A ello se suma el contrasentido: mientras presume de pacifista, refuerza el gasto militar y apuesta por la fuerza como instrumento de diplomacia. Y cuando reclama un Nobel de la Paz, lo que exhibe es la confusión entre autoridad y mérito, entre poder e integridad, entre imposición y verdadera concordia.
Lo visto en la ONU fue, en síntesis, la versión más desnuda del trumpismo: un ideario que mezcla nacionalismo radical, desprecio por lo multilateral y una narrativa populista centrada en el líder como héroe frente a un mundo hostil. Para unos, se trata de coherencia y fortaleza; para otros, de un delirio peligroso que amenaza la estabilidad global.

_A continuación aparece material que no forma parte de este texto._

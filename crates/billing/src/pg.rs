//! Postgres billing backend
//!
//! `find_subscription` is a single statement, so it reads one snapshot of
//! the row even while the sweep is writing it. Every sweep write carries its
//! own guard in the `WHERE` clause and reports whether a row changed.

use async_trait::async_trait;
use sqlx::PgPool;
use time::{Date, OffsetDateTime};
use uuid::Uuid;

use crate::access::SubscriptionRecord;
use crate::error::BillingResult;
use crate::store::{BillingStore, OverdueTenant, REASON_TRIAL_EXPIRED};

#[derive(Debug, sqlx::FromRow)]
struct SubscriptionRow {
    tenant_id: Uuid,
    status: String,
    trial_ends_at: Option<OffsetDateTime>,
    grace_period_ends_at: Option<OffsetDateTime>,
    current_period_end: Option<OffsetDateTime>,
    suspended_at: Option<OffsetDateTime>,
    suspension_reason: Option<String>,
}

impl TryFrom<SubscriptionRow> for SubscriptionRecord {
    type Error = crate::error::BillingError;

    fn try_from(row: SubscriptionRow) -> Result<Self, Self::Error> {
        Ok(SubscriptionRecord {
            tenant_id: row.tenant_id,
            status: row.status.parse()?,
            trial_ends_at: row.trial_ends_at,
            grace_period_ends_at: row.grace_period_ends_at,
            current_period_end: row.current_period_end,
            suspended_at: row.suspended_at,
            suspension_reason: row.suspension_reason,
        })
    }
}

#[derive(Debug, sqlx::FromRow)]
struct OverdueTenantRow {
    tenant_id: Uuid,
    earliest_due: Date,
}

#[derive(Clone)]
pub struct PgBillingStore {
    pool: PgPool,
}

impl PgBillingStore {
    pub fn new(pool: PgPool) -> Self {
        Self { pool }
    }
}

#[async_trait]
impl BillingStore for PgBillingStore {
    async fn find_subscription(&self, tenant_id: Uuid) -> BillingResult<Option<SubscriptionRecord>> {
        let row: Option<SubscriptionRow> = sqlx::query_as(
            r#"
            SELECT tenant_id, status, trial_ends_at, grace_period_ends_at,
                   current_period_end, suspended_at, suspension_reason
            FROM subscriptions
            WHERE tenant_id = $1
            "#,
        )
        .bind(tenant_id)
        .fetch_optional(&self.pool)
        .await?;

        row.map(SubscriptionRecord::try_from).transpose()
    }

    async fn tenants_with_lapsed_invoices(&self, today: Date) -> BillingResult<Vec<Uuid>> {
        let rows: Vec<(Uuid,)> = sqlx::query_as(
            r#"
            SELECT DISTINCT tenant_id
            FROM invoices
            WHERE status = 'pending' AND due_date < $1
            ORDER BY tenant_id
            "#,
        )
        .bind(today)
        .fetch_all(&self.pool)
        .await?;

        Ok(rows.into_iter().map(|(id,)| id).collect())
    }

    async fn mark_invoices_overdue(
        &self,
        tenant_id: Uuid,
        today: Date,
        now: OffsetDateTime,
    ) -> BillingResult<u64> {
        let result = sqlx::query(
            r#"
            UPDATE invoices
            SET status = 'overdue', updated_at = $3
            WHERE tenant_id = $1 AND status = 'pending' AND due_date < $2
            "#,
        )
        .bind(tenant_id)
        .bind(today)
        .bind(now)
        .execute(&self.pool)
        .await?;

        Ok(result.rows_affected())
    }

    async fn overdue_tenants(&self) -> BillingResult<Vec<OverdueTenant>> {
        let rows: Vec<OverdueTenantRow> = sqlx::query_as(
            r#"
            SELECT tenant_id, MIN(due_date) AS earliest_due
            FROM invoices
            WHERE status = 'overdue'
            GROUP BY tenant_id
            ORDER BY tenant_id
            "#,
        )
        .fetch_all(&self.pool)
        .await?;

        Ok(rows
            .into_iter()
            .map(|row| OverdueTenant {
                tenant_id: row.tenant_id,
                earliest_due: row.earliest_due,
            })
            .collect())
    }

    async fn mark_past_due(
        &self,
        tenant_id: Uuid,
        grace_period_ends_at: OffsetDateTime,
        now: OffsetDateTime,
    ) -> BillingResult<bool> {
        let result = sqlx::query(
            r#"
            UPDATE subscriptions
            SET status = 'past_due',
                grace_period_ends_at = $2,
                updated_at = $3
            WHERE tenant_id = $1 AND status = 'active'
            "#,
        )
        .bind(tenant_id)
        .bind(grace_period_ends_at)
        .bind(now)
        .execute(&self.pool)
        .await?;

        Ok(result.rows_affected() > 0)
    }

    async fn suspend(
        &self,
        tenant_id: Uuid,
        reason: &str,
        now: OffsetDateTime,
    ) -> BillingResult<bool> {
        let result = sqlx::query(
            r#"
            UPDATE subscriptions
            SET status = 'suspended',
                suspended_at = $3,
                suspension_reason = $2,
                updated_at = $3
            WHERE tenant_id = $1 AND status NOT IN ('suspended', 'cancelled')
            "#,
        )
        .bind(tenant_id)
        .bind(reason)
        .bind(now)
        .execute(&self.pool)
        .await?;

        Ok(result.rows_affected() > 0)
    }

    async fn expired_trials(&self, now: OffsetDateTime) -> BillingResult<Vec<Uuid>> {
        let rows: Vec<(Uuid,)> = sqlx::query_as(
            r#"
            SELECT tenant_id
            FROM subscriptions
            WHERE status = 'trialing' AND trial_ends_at <= $1
            ORDER BY tenant_id
            "#,
        )
        .bind(now)
        .fetch_all(&self.pool)
        .await?;

        Ok(rows.into_iter().map(|(id,)| id).collect())
    }

    async fn expire_trial(&self, tenant_id: Uuid, now: OffsetDateTime) -> BillingResult<bool> {
        let result = sqlx::query(
            r#"
            UPDATE subscriptions
            SET status = 'suspended',
                suspended_at = $2,
                suspension_reason = $3,
                updated_at = $2
            WHERE tenant_id = $1 AND status = 'trialing' AND trial_ends_at <= $2
            "#,
        )
        .bind(tenant_id)
        .bind(now)
        .bind(REASON_TRIAL_EXPIRED)
        .execute(&self.pool)
        .await?;

        Ok(result.rows_affected() > 0)
    }
}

El planeta enfrenta retos ineludibles —cambio climático, migraciones, pandemias, ciberseguridad, proliferación nuclear— que ningún país puede resolver solo. Apostar al repliegue nacionalista es un espejismo: da una sensación momentánea de control, pero deja a todos más vulnerables. Estados Unidos, bajo la égida de Trump, parece renunciar al liderazgo colaborativo para convertirse en un actor que impone condiciones o se aísla.
El saldo del discurso será la polarización: quienes lo aplauden lo verán como muestra de dignidad soberana; quienes lo critican lo asumirán como evidencia de arrogancia e insensatez. La Asamblea General de la ONU, espacio para el diálogo, terminó convertida en escenario para un monólogo cargado de autoelogios y advertencias.
La lección es clara: el trumpismo no es sólo una táctica electoral, sino una visión del mundo que necesita enemigos para sostenerse, que privilegia la confrontación sobre la negociación y que cree que la historia pertenece a los vencedores, no a los consensos. La pregunta que queda en el aire es si el mundo está dispuesto a aceptar esa lógica en tiempos de crisis múltiples.
Todo dependerá de si otros líderes son capaces de contrarrestar esa narrativa con cooperación real, multilateralismo efectivo y humildad política. Mientras tanto, Trump seguirá disfrutando de la tribuna, convencido de que el universo gira en torno a él.